The invention relates to fuel assemblies for a nuclear reactor in which a coolant is circulated upwardly through the nuclear core including the assemblies and disposed in the reactor vessel. Each assembly is of the type comprising a bundle of fuel elements each formed by a metal tubular sheath containing a stack of nuclear fuel pellets and closed by gas tight caps. The elements are held in a rigid structure including end pieces connected together by tie rods and spacer grids spaced a part along the tie rods. The elements are distributed at the nodal points of a square network by means of the spacer grids arranged at predetermined intervals.

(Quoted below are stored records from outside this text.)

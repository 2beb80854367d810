//! Status endpoint shape and counters.

use axum::http::StatusCode;
use tower::ServiceExt;

use super::test_utils::{body_bytes, build_app, get, MapSource};

#[tokio::test]
async fn test_status_reports_cache_occupancy() {
    let app = build_app(MapSource::new().with_tile(2, 6, 3, b"mvt-bytes"), None, 1024);

    app.router.clone().oneshot(get("/3/2/1/tile.mvt")).await.unwrap();

    let response = app.router.clone().oneshot(get("/status")).await.unwrap();
    assert_eq!(response.status(), StatusCode::OK);
    assert_eq!(
        response.headers().get("content-type").unwrap(),
        "application/json"
    );

    let body: serde_json::Value = serde_json::from_slice(&body_bytes(response).await).unwrap();
    assert_eq!(body["cache"]["elements"], 1);
    assert_eq!(body["cache"]["size"], 9);
    assert_eq!(body["cache"]["max_size"], 1024);
}

#[tokio::test]
async fn test_status_counts_requests() {
    let app = build_app(MapSource::new().with_tile(2, 6, 3, b"mvt-bytes"), None, 1024);

    // One 200, one 404.
    app.router.clone().oneshot(get("/3/2/1/tile.mvt")).await.unwrap();
    app.router.clone().oneshot(get("/3/0/0/tile.mvt")).await.unwrap();

    let response = app.router.clone().oneshot(get("/status")).await.unwrap();
    let body: serde_json::Value = serde_json::from_slice(&body_bytes(response).await).unwrap();

    // Counters are recorded once the response is written, so the in-flight
    // status request is not yet included in its own snapshot.
    assert_eq!(body["requests"], 2);
    assert_eq!(body["status"]["200"], 1);
    assert_eq!(body["status"]["404"], 1);
    assert_eq!(body["methods"]["GET"], 2);
    assert!(body["start"].is_string());
}
//! Router assembly and middleware.

use std::path::PathBuf;
use std::sync::Arc;

use axum::{
    extract::{Request, State},
    http::{HeaderName, HeaderValue, Method},
    middleware::{self, Next},
    response::Response,
    routing::get,
    Router,
};
use http::header::{CACHE_CONTROL, CONTENT_LENGTH, CONTENT_TYPE, ETAG, EXPIRES, LAST_MODIFIED};
use tower_http::cors::{Any, CorsLayer};
use tower_http::services::ServeDir;
use tower_http::set_header::SetResponseHeaderLayer;
use tower_http::trace::TraceLayer;

use crate::tile::TileDataSource;

use super::handlers::{
    font_handler, hillshade_tile_handler, named_hillshade_tile_handler,
    named_vector_tile_handler, status_handler, vector_tile_handler, AppState,
};
use super::metrics::Metrics;

const CLACKS_OVERHEAD: &str = "x-clacks-overhead";

// =============================================================================
// Router Configuration
// =============================================================================

/// Configuration for the HTTP router.
#[derive(Debug, Clone)]
pub struct RouterConfig {
    /// Whether to attach permissive CORS headers
    pub cors_enabled: bool,

    /// Root of the static web content (viewer page, styles, fonts); when
    /// unset, no static or font routes are registered
    pub static_dir: Option<PathBuf>,

    /// Whether to attach request tracing
    pub enable_tracing: bool,
}

impl RouterConfig {
    pub fn new() -> Self {
        Self {
            cors_enabled: false,
            static_dir: None,
            enable_tracing: true,
        }
    }

    pub fn with_cors(mut self) -> Self {
        self.cors_enabled = true;
        self
    }

    pub fn with_static_dir(mut self, dir: impl Into<PathBuf>) -> Self {
        self.static_dir = Some(dir.into());
        self
    }

    /// Disable the request trace layer; useful in tests asserting on logs.
    pub fn without_tracing(mut self) -> Self {
        self.enable_tracing = false;
        self
    }
}

impl Default for RouterConfig {
    fn default() -> Self {
        Self::new()
    }
}

// =============================================================================
// Router Assembly
// =============================================================================

/// Build the complete application router.
pub fn create_router<S: TileDataSource>(state: AppState<S>, config: RouterConfig) -> Router {
    let mut router = Router::new()
        .route("/status", get(status_handler::<S>))
        .route("/{z}/{x}/{y}/tile.mvt", get(vector_tile_handler::<S>))
        .route(
            "/{name}/{z}/{x}/{y}/tile.mvt",
            get(named_vector_tile_handler::<S>),
        )
        .route("/{z}/{x}/{y}/hs.png", get(hillshade_tile_handler::<S>))
        .route(
            "/{name}/{z}/{x}/{y}/hs.png",
            get(named_hillshade_tile_handler::<S>),
        );

    if let Some(static_dir) = &config.static_dir {
        let fonts_dir = static_dir.join("fonts");
        router = router
            .route(
                "/fonts/{stack}/{file}",
                get(move |path| font_handler(fonts_dir.clone(), path)),
            )
            .fallback_service(ServeDir::new(static_dir));
    }

    let mut router = router
        .layer(middleware::from_fn_with_state(
            Arc::clone(&state.metrics),
            record_metrics,
        ))
        .layer(SetResponseHeaderLayer::if_not_present(
            HeaderName::from_static(CLACKS_OVERHEAD),
            HeaderValue::from_static("GNU Terry Pratchett"),
        ))
        .with_state(state);

    if config.enable_tracing {
        router = router.layer(TraceLayer::new_for_http());
    }

    if config.cors_enabled {
        router = router.layer(cors_layer());
    }

    router
}

/// Permissive CORS for browser map clients: any origin, the standard tile
/// headers allowed and exposed.
fn cors_layer() -> CorsLayer {
    CorsLayer::new()
        .allow_origin(Any)
        .allow_methods([
            Method::GET,
            Method::HEAD,
            Method::POST,
            Method::DELETE,
            Method::PUT,
        ])
        .allow_headers([
            CONTENT_TYPE,
            CACHE_CONTROL,
            ETAG,
            EXPIRES,
            LAST_MODIFIED,
            CONTENT_LENGTH,
        ])
        .expose_headers([
            HeaderName::from_static(CLACKS_OVERHEAD),
            CACHE_CONTROL,
            ETAG,
            EXPIRES,
            LAST_MODIFIED,
        ])
}

/// Count every handled request against the shared [`Metrics`].
async fn record_metrics(
    State(metrics): State<Arc<Metrics>>,
    request: Request,
    next: Next,
) -> Response {
    let method = request.method().clone();
    let response = next.run(request).await;
    metrics.record(&method, response.status().as_u16()).await;
    response
}
//! Test utilities for integration tests.

use std::collections::HashMap;
use std::sync::atomic::{AtomicUsize, Ordering};
use std::sync::Arc;

use async_trait::async_trait;
use axum::body::Body;
use axum::response::Response;
use bytes::Bytes;
use http_body_util::BodyExt;
use sha2::{Digest, Sha256};

use mbtiled::cache::ByteCache;
use mbtiled::error::SourceError;
use mbtiled::server::{create_router, AppState, RouterConfig};
use mbtiled::tile::{TileDataSource, TileResolver};

// =============================================================================
// Mock Tile Source with Fetch Tracking
// =============================================================================

/// An in-memory tile source that counts every fetch it serves.
///
/// Useful for verifying that the cache actually absorbs repeat requests and
/// that the fallback probe runs exactly when it should.
pub struct MapSource {
    tiles: HashMap<(u32, u32, u8), Bytes>,
    fail: bool,
    fetches: AtomicUsize,
}

impl MapSource {
    pub fn new() -> Self {
        Self {
            tiles: HashMap::new(),
            fail: false,
            fetches: AtomicUsize::new(0),
        }
    }

    /// Source whose every query fails, for exercising the 500 path.
    pub fn failing() -> Self {
        Self {
            tiles: HashMap::new(),
            fail: true,
            fetches: AtomicUsize::new(0),
        }
    }

    pub fn with_tile(mut self, column: u32, row: u32, zoom: u8, data: &[u8]) -> Self {
        self.tiles
            .insert((column, row, zoom), Bytes::copy_from_slice(data));
        self
    }

    pub fn fetch_count(&self) -> usize {
        self.fetches.load(Ordering::SeqCst)
    }
}

#[async_trait]
impl TileDataSource for MapSource {
    async fn fetch_tile(
        &self,
        column: u32,
        row: u32,
        zoom: u8,
    ) -> Result<Option<Bytes>, SourceError> {
        self.fetches.fetch_add(1, Ordering::SeqCst);
        if self.fail {
            return Err(SourceError::Query("mock query failure".to_string()));
        }
        Ok(self.tiles.get(&(column, row, zoom)).cloned())
    }
}

// =============================================================================
// App Assembly
// =============================================================================

/// A router plus handles onto its collaborators for assertions.
pub struct TestApp {
    pub router: axum::Router,
    pub vector: Arc<MapSource>,
    pub cache: Arc<ByteCache>,
}

/// Build an app over mock sources with the given cache capacity.
pub fn build_app(vector: MapSource, hillshade: Option<MapSource>, cache_size: u64) -> TestApp {
    let cache = Arc::new(ByteCache::new(cache_size));
    let vector = Arc::new(vector);

    let state = AppState::new(
        TileResolver::with_shared_source(Arc::clone(&vector), Arc::clone(&cache)),
        hillshade.map(|source| TileResolver::new(source, Arc::clone(&cache))),
        Arc::clone(&cache),
    );

    TestApp {
        router: create_router(state, RouterConfig::new().without_tracing()),
        vector,
        cache,
    }
}

// =============================================================================
// Helpers
// =============================================================================

pub async fn body_bytes(response: Response<Body>) -> Bytes {
    response.into_body().collect().await.unwrap().to_bytes()
}

pub fn sha256_hex(data: &[u8]) -> String {
    hex::encode(Sha256::digest(data))
}

pub fn get(uri: &str) -> http::Request<Body> {
    http::Request::builder().uri(uri).body(Body::empty()).unwrap()
}
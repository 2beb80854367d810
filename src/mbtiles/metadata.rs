//! Typed view of the MBTiles `metadata` table.

use std::collections::HashMap;
use std::fmt;
use std::str::FromStr;

use crate::error::SourceError;

/// A lon/lat/zoom triple, e.g. the package's `center` value.
#[derive(Debug, Clone, Copy, PartialEq)]
pub struct Position([f64; 3]);

impl Position {
    pub fn lon(&self) -> f64 {
        self.0[0]
    }

    pub fn lat(&self) -> f64 {
        self.0[1]
    }

    pub fn zoom(&self) -> u8 {
        self.0[2] as u8
    }
}

impl FromStr for Position {
    type Err = String;

    // parses a value such as `-0.173,51.3859,10`
    fn from_str(s: &str) -> Result<Self, Self::Err> {
        let parts = parse_floats(s)?;
        match <[f64; 3]>::try_from(parts) {
            Ok(values) => Ok(Position(values)),
            Err(parts) => Err(format!("expected 3 values, got {}", parts.len())),
        }
    }
}

/// WGS 84 bounding box: left, bottom, right, top.
#[derive(Debug, Clone, Copy, PartialEq)]
pub struct BBox([f64; 4]);

impl BBox {
    pub fn left(&self) -> f64 {
        self.0[0]
    }

    pub fn bottom(&self) -> f64 {
        self.0[1]
    }

    pub fn right(&self) -> f64 {
        self.0[2]
    }

    pub fn top(&self) -> f64 {
        self.0[3]
    }
}

impl FromStr for BBox {
    type Err = String;

    fn from_str(s: &str) -> Result<Self, Self::Err> {
        let parts = parse_floats(s)?;
        match <[f64; 4]>::try_from(parts) {
            Ok(values) => Ok(BBox(values)),
            Err(parts) => Err(format!("expected 4 values, got {}", parts.len())),
        }
    }
}

fn parse_floats(value: &str) -> Result<Vec<f64>, String> {
    value
        .split(',')
        .map(|part| {
            part.trim()
                .parse::<f64>()
                .map_err(|e| format!("{e}: {part:?}"))
        })
        .collect()
}

/// Package identity and coverage, folded from the `metadata` table.
///
/// Well-known keys get typed fields; anything else lands in `extra`.
#[derive(Debug, Clone, Default)]
pub struct Metadata {
    pub name: String,
    pub format: String,
    pub bounds: Option<BBox>,
    pub center: Option<Position>,
    pub minzoom: Option<u8>,
    pub maxzoom: Option<u8>,
    pub json: Option<String>,
    pub extra: HashMap<String, String>,
}

impl Metadata {
    pub(crate) fn from_pairs(pairs: Vec<(String, String)>) -> Result<Self, SourceError> {
        let mut meta = Metadata::default();

        for (key, value) in pairs {
            match key.as_str() {
                "name" => meta.name = value,
                "format" => meta.format = value,
                "bounds" => meta.bounds = Some(parse_field("bounds", &value)?),
                "center" => meta.center = Some(parse_field("center", &value)?),
                "minzoom" => meta.minzoom = Some(parse_field("minzoom", &value)?),
                "maxzoom" => meta.maxzoom = Some(parse_field("maxzoom", &value)?),
                "json" => meta.json = Some(value),
                _ => {
                    meta.extra.insert(key, value);
                }
            }
        }

        Ok(meta)
    }
}

fn parse_field<T>(field: &str, value: &str) -> Result<T, SourceError>
where
    T: FromStr,
    T::Err: fmt::Display,
{
    value.parse().map_err(|e: T::Err| SourceError::Metadata {
        field: field.to_string(),
        message: e.to_string(),
    })
}

impl fmt::Display for Metadata {
    fn fmt(&self, f: &mut fmt::Formatter<'_>) -> fmt::Result {
        write!(f, "name = {}, format = {}", self.name, self.format)?;
        if let (Some(min), Some(max)) = (self.minzoom, self.maxzoom) {
            write!(f, ", zoom = {min}..{max}")?;
        }
        Ok(())
    }
}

The invention is particularly suitable, although not exclusively, for assemblies of pressurized water nuclear reactors, called PWRs, having fuel elements with metal sheath made with a zirconium base alloy.
A certain number of separate functions are performed by grids of fuel assemblies of the type which have just been described. On the one hand the grids support laterally and brace the fuel elements containing the fissile material. The grids also ensure structural protection of the assemblies against transverse shocks during handling, during incidents of earthquake origin or operational accidents. On the other hand these grids allow the mixing of the coolant streams circulating upwardly through the core. Such mixing of the coolant is important to allow optimal and continuous regular extraction of the heat released by the fuel elements containing the fissile material, and to avoid local temperature increases within the coolant which could result in a local boiling of the coolant. With an adequate mixing it is thus possible to obtain a general enthalpy increase for the coolant, which is more homogeneously transversely distributed in the core than without mixing, in order to allow a maximum output thermal power dissipation from the core while avoiding local boiling.

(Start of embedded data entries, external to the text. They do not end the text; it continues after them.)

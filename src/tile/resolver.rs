//! Cache-aside tile resolution with row-convention fallback.
//!
//! The resolver is the single entry point the HTTP handlers call for tile
//! bytes. Per request it runs:
//!
//! ```text
//! cache lookup ── hit ──────────────────────────────▶ done
//!      │ miss
//!      ▼
//! fetch (column, 2^zoom - row - 1, zoom)  TMS-corrected
//!      │ none                 │ error ──────────────▶ done (error)
//!      ▼                      ▼ found
//! fetch (column, row, zoom)   populate cache ───────▶ done
//!      │ none    │ found: warn (convention mismatch),
//!      ▼         ▼          populate cache ─────────▶ done
//! done (absent)
//! ```
//!
//! Only a clean no-rows result triggers the raw-row fallback; a genuine
//! source error short-circuits. The cache lock is never held across a
//! source fetch, so concurrent misses do not serialize behind one another.
//! Duplicate fetches for the same key are accepted and the last write wins,
//! which is harmless because tile payloads are immutable per coordinate.

use std::sync::Arc;

use async_trait::async_trait;
use bytes::Bytes;
use tracing::warn;

use crate::cache::ByteCache;
use crate::error::SourceError;

use super::coord::TileCoordinate;

/// Read-only query interface over a tile package.
///
/// `Ok(None)` means the query was valid but matched no stored tile, an
/// expected and common outcome for sparse coverage. An `Err` always means a
/// genuine I/O or query failure.
#[async_trait]
pub trait TileDataSource: Send + Sync + 'static {
    async fn fetch_tile(
        &self,
        column: u32,
        row: u32,
        zoom: u8,
    ) -> Result<Option<Bytes>, SourceError>;
}

/// Where a resolved payload came from.
#[derive(Debug, Clone, Copy, PartialEq, Eq)]
pub enum TileOrigin {
    /// Served from the cache; the data source was not touched
    Cache,

    /// Fetched under the TMS-corrected row (the expected convention)
    Tms,

    /// Fetched under the raw row: the package does not follow the TMS
    /// convention, which is worth surfacing but not an error
    Xyz,
}

/// A successfully resolved tile.
#[derive(Debug, Clone)]
pub struct ResolvedTile {
    /// The tile payload, exactly as stored in the package
    pub data: Bytes,

    /// SHA-256 fingerprint of `data`, suitable as an entity tag
    pub fingerprint: String,

    pub origin: TileOrigin,
}

impl ResolvedTile {
    /// Whether this response was served without touching the data source.
    pub fn cache_hit(&self) -> bool {
        self.origin == TileOrigin::Cache
    }
}

/// Resolves tile requests against a data source through the shared cache.
///
/// One resolver wraps one package; all resolvers in a process share the same
/// [`ByteCache`] so the configured byte capacity bounds the process as a
/// whole, not each package separately.
pub struct TileResolver<S: TileDataSource> {
    source: Arc<S>,
    cache: Arc<ByteCache>,
}

impl<S: TileDataSource> TileResolver<S> {
    pub fn new(source: S, cache: Arc<ByteCache>) -> Self {
        Self {
            source: Arc::new(source),
            cache,
        }
    }

    /// Create a resolver around an already-shared source.
    pub fn with_shared_source(source: Arc<S>, cache: Arc<ByteCache>) -> Self {
        Self { source, cache }
    }

    /// Resolve one tile request.
    ///
    /// `request_key` must uniquely identify the requested resource (the
    /// handlers pass the normalized request path) so distinct tiles never
    /// collide and identical requests hit the cache after first population.
    ///
    /// Returns `Ok(None)` when the tile exists under neither row convention,
    /// and an error only for a genuine data-source failure.
    pub async fn resolve(
        &self,
        request_key: &str,
        coord: TileCoordinate,
    ) -> Result<Option<ResolvedTile>, SourceError> {
        if let Some((data, fingerprint)) = self.cache.get(request_key).await {
            return Ok(Some(ResolvedTile {
                data,
                fingerprint,
                origin: TileOrigin::Cache,
            }));
        }

        let mut origin = TileOrigin::Tms;
        let mut tile = match coord.flipped_row() {
            Some(tms_row) => {
                self.source
                    .fetch_tile(coord.column, tms_row, coord.zoom)
                    .await?
            }
            // A row outside the pyramid has no TMS counterpart to probe.
            None => None,
        };

        if tile.is_none() {
            tile = self
                .source
                .fetch_tile(coord.column, coord.row, coord.zoom)
                .await?;

            if tile.is_some() {
                origin = TileOrigin::Xyz;
                warn!(
                    zoom = coord.zoom,
                    column = coord.column,
                    row = coord.row,
                    "tile found under raw row numbering, not TMS; package row convention mismatch"
                );
            }
        }

        let Some(data) = tile else {
            return Ok(None);
        };

        let fingerprint = self.cache.set(request_key, data.clone()).await;

        Ok(Some(ResolvedTile {
            data,
            fingerprint,
            origin,
        }))
    }
}

// =============================================================================
// Tests
// =============================================================================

Various types of assemblies are already known comprising spacer grids spaced at predetermined intervals and providing the above-mentioned functions. Nuclear assemblies in the prior art in PWR reactors typically comprise grids arranged at regular intervals from top to bottom of the assembly. French document No. 84 18 645 describes assemblies of this type comprising a skeleton or rigid structure having two end pieces connected together by elongated elements such as guide tubes and a plurality of grids spaced apart along the guide tubes and forming support cells for the elements of a bundle of fuel elements, said elements being distributed at the nodal points of a regular network. The grids are of different types and consist in median grids, designed so as to resist lateral shocks and provided with fins to create turbulance in the flow of the coolant along and inside the assembly, lower grids and upper grids ensuring the bracing of the elements and creating a lesser pressure drop for the coolant than the median grids.

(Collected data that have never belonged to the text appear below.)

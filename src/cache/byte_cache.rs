//! Size-bounded LRU cache for immutable byte payloads.
//!
//! Tiles in an MBTiles package are already compressed, so the cache stores
//! the payload bytes exactly as fetched and tracks capacity in bytes rather
//! than entries. Each payload is fingerprinted with SHA-256 at insertion;
//! the fingerprint is returned from [`ByteCache::set`] and alongside every
//! hit so callers never rehash the same bytes.
//!
//! # Eviction
//!
//! Eviction is strict recency order and happens inline with `set`: after an
//! insertion pushes the total size over capacity, least-recently-used
//! entries are popped until the total fits again. There is no background
//! reclaim and no per-entry expiry; recency is the only eviction signal.
//!
//! # Thread Safety
//!
//! A single `RwLock` guards both the recency order and the size counter, so
//! [`ByteCache::status`] always observes a coherent count/size pair. `get`
//! takes the write lock because promoting an entry mutates recency order;
//! `exists` and `status` are pure readers.

use bytes::Bytes;
use lru::LruCache;
use serde::Serialize;
use sha2::{Digest, Sha256};
use tokio::sync::RwLock;

/// Point-in-time view of the cache, exposed on the status endpoint.
#[derive(Debug, Clone, Copy, PartialEq, Eq, Serialize)]
pub struct CacheStatus {
    /// Number of resident entries
    pub elements: usize,

    /// Total payload bytes currently held
    pub size: u64,

    /// Configured capacity in bytes
    pub max_size: u64,
}

/// One cached payload and its content fingerprint.
///
/// The fingerprint is always the SHA-256 of the bytes stored next to it;
/// both fields are written together under the cache lock and never observed
/// out of sync.
struct CacheEntry {
    data: Bytes,
    fingerprint: String,
}

/// Recency order, key index, and size accounting under one lock.
struct Inner {
    entries: LruCache<String, CacheEntry>,
    size: u64,
}

/// In-memory LRU cache bounded by total payload size.
///
/// Constructed once at startup with a fixed byte capacity and shared across
/// request handlers via `Arc`. A capacity of zero is legal and degenerates
/// to a near-always-miss cache (every insertion is evicted again before
/// `set` returns).
pub struct ByteCache {
    inner: RwLock<Inner>,
    max_size: u64,
}

impl ByteCache {
    /// Create a cache that holds at most `max_size` payload bytes.
    pub fn new(max_size: u64) -> Self {
        Self {
            inner: RwLock::new(Inner {
                entries: LruCache::unbounded(),
                size: 0,
            }),
            max_size,
        }
    }

    /// Insert or replace the entry for `key`, returning its fingerprint.
    ///
    /// The entry becomes most-recently-used. Replacing an existing key
    /// subtracts the old payload size before the new one is accounted, then
    /// least-recently-used entries are evicted until the total size fits the
    /// capacity again. A value larger than the whole cache evicts every
    /// other entry and finally itself, so `size <= max_size` holds whenever
    /// this method returns.
    pub async fn set(&self, key: impl Into<String>, data: Bytes) -> String {
        let fingerprint = fingerprint(&data);
        let new_size = data.len() as u64;

        let mut inner = self.inner.write().await;

        let entry = CacheEntry {
            data,
            fingerprint: fingerprint.clone(),
        };
        if let Some(old) = inner.entries.put(key.into(), entry) {
            inner.size -= old.data.len() as u64;
        }
        inner.size += new_size;

        while inner.size > self.max_size {
            match inner.entries.pop_lru() {
                Some((_, evicted)) => inner.size -= evicted.data.len() as u64,
                None => break,
            }
        }

        fingerprint
    }

    /// Fetch the payload and fingerprint for `key`, or `None` if absent.
    ///
    /// A hit promotes the entry to most-recently-used.
    pub async fn get(&self, key: &str) -> Option<(Bytes, String)> {
        let mut inner = self.inner.write().await;
        inner
            .entries
            .get(key)
            .map(|entry| (entry.data.clone(), entry.fingerprint.clone()))
    }

    /// Membership check. Does not touch recency order.
    pub async fn exists(&self, key: &str) -> bool {
        let inner = self.inner.read().await;
        inner.entries.contains(key)
    }

    /// Remove the entry for `key` if present, returning its payload.
    pub async fn remove(&self, key: &str) -> Option<Bytes> {
        let mut inner = self.inner.write().await;
        if let Some(entry) = inner.entries.pop(key) {
            inner.size -= entry.data.len() as u64;
            Some(entry.data)
        } else {
            None
        }
    }

    /// Drop all entries and reset the size accounting.
    pub async fn clear(&self) {
        let mut inner = self.inner.write().await;
        inner.entries.clear();
        inner.size = 0;
    }

    /// Coherent snapshot of element count, held bytes, and capacity.
    pub async fn status(&self) -> CacheStatus {
        let inner = self.inner.read().await;
        CacheStatus {
            elements: inner.entries.len(),
            size: inner.size,
            max_size: self.max_size,
        }
    }

    /// Number of resident entries.
    pub async fn len(&self) -> usize {
        let inner = self.inner.read().await;
        inner.entries.len()
    }

    /// Whether the cache holds no entries.
    pub async fn is_empty(&self) -> bool {
        let inner = self.inner.read().await;
        inner.entries.is_empty()
    }

    /// Configured capacity in bytes.
    pub fn capacity(&self) -> u64 {
        self.max_size
    }
}

/// Lowercase hex SHA-256 of a payload, used as the entity tag.
fn fingerprint(data: &[u8]) -> String {
    hex::encode(Sha256::digest(data))
}

// =============================================================================
// Tests
// =============================================================================
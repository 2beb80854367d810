//! Tile resolution layer.
//!
//! This module turns a tile coordinate into a byte payload plus caching
//! metadata, hiding two sources of ambiguity behind one call:
//!
//! - **cache population**: the shared [`ByteCache`](crate::cache::ByteCache)
//!   is checked first and written back on a successful fetch (cache-aside);
//! - **row numbering**: MBTiles packages store rows in TMS order (row 0 at
//!   the bottom) while requests arrive in XYZ order (row 0 at the top), but
//!   not every package honors the convention, so a miss under the corrected
//!   row falls back to the raw row.
//!
//! # Components
//!
//! - [`TileCoordinate`]: zoom/column/row triple with TMS row conversion
//! - [`TileDataSource`]: the seam to the package reader
//! - [`TileResolver`]: the cache-aside resolution protocol
//! - [`ResolvedTile`] / [`TileOrigin`]: payload plus where it came from

mod coord;
mod resolver;

pub use coord::TileCoordinate;
pub use resolver::{ResolvedTile, TileDataSource, TileOrigin, TileResolver};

This solution solves numerous problems. However, in the particular case of zirconium-based alloy sheath of the fuel elements, applicants have noticed that corrosion appear to a greater extent at the top part of the elements than at their bottom part.
It is known that the local corrosion phenomena depend from the temperature of the coolant and the local thermal power, locally dissipated by each fuel element, and that the temperature of the coolant existing at the top of the core is inevitably greater than at the bottom part of the core. These two factors: the temperature of the coolant and the thermal power locally released by the core, could explain to the technician skilled in the art the differential corrosion between the top and the bottom parts of the fuel elements, but by the same token will convince him that this phenomenon is unavoidable.